Autobiographical Novel

My grandmother muddles up the things she’s done

with what she’s read in books. Remember when

we traveled by steamship? She asks. In the shade 

of the warped and listing gazebo


in the parking lot of the Jewish nursing home.
My grandmother remembers the Orient Express

sinking into a snowdrift, the accusations and alibis.
The silk kimono, dragons rampant.


When I fly, I imagine the collision with a second plane
falling in hot slivers and worry I won’t finish writing.

What about me? You want to know. And our family? 

You are not sympathetic to the difference between

the loss of the real and the loss of the unrealized.
The tree explosive with the possibility of apples.

My grandmother remembers Cair Paravel, Camelot,
and Pemberley. She remembers the Lethe and its silent shine.


When I look up, a Jacaranda splits my face with a reveille
of petals. There is so much I want to know before the end.

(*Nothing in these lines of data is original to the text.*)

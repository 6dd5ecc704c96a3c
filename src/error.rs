//! Error types for body extraction and digest delivery

use thiserror::Error;

/// Errors that can occur while extracting or digesting an email
///
/// None of these reach the caller of [`crate::extract_body`]: decoding
/// errors degrade to the undecoded content and every other error degrades
/// to the raw-text fallback.
#[derive(Error, Debug)]
pub enum ParseError {
    /// A header or boundary pattern could not be built
    #[error("Failed to build pattern: {0}")]
    Pattern(#[from] regex::Error),

    /// Content declared as base64 is not valid base64
    #[error("Failed to decode base64 content: {0}")]
    Base64(#[from] base64::DecodeError),

    /// Decoded bytes are not valid UTF-8
    #[error("Decoded content is not valid UTF-8: {0}")]
    Utf8(#[from] std::string::FromUtf8Error),

    /// Configuration could not be deserialized
    #[error("Invalid configuration: {0}")]
    Config(#[from] serde_json::Error),

    /// The summarization collaborator failed
    #[error("Summarizer failed: {0}")]
    Summarizer(String),

    /// The notification collaborator failed
    #[error("Notifier failed: {0}")]
    Notifier(String),

    /// The forwarding collaborator failed
    #[error("Forwarder failed: {0}")]
    Forwarder(String),
}

/// Result type for extraction operations
pub type Result<T> = std::result::Result<T, ParseError>;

In lieu of asking, I will shape my palm
into a bowl. You will place three fingers at its lip 


and give me Beyond the Pleasure Principle in paperback.
In lieu of asking, I will search the cloud forest

for a dose of ayahuasca and crawl into your skin
where you will speak to me without speaking. 


My grandmother remembers Anna in velvet.
Vronsky and his pale mustache. The waltz

and slip of hems against the marble. The glares.
The men’s gold buttons and stiff coats.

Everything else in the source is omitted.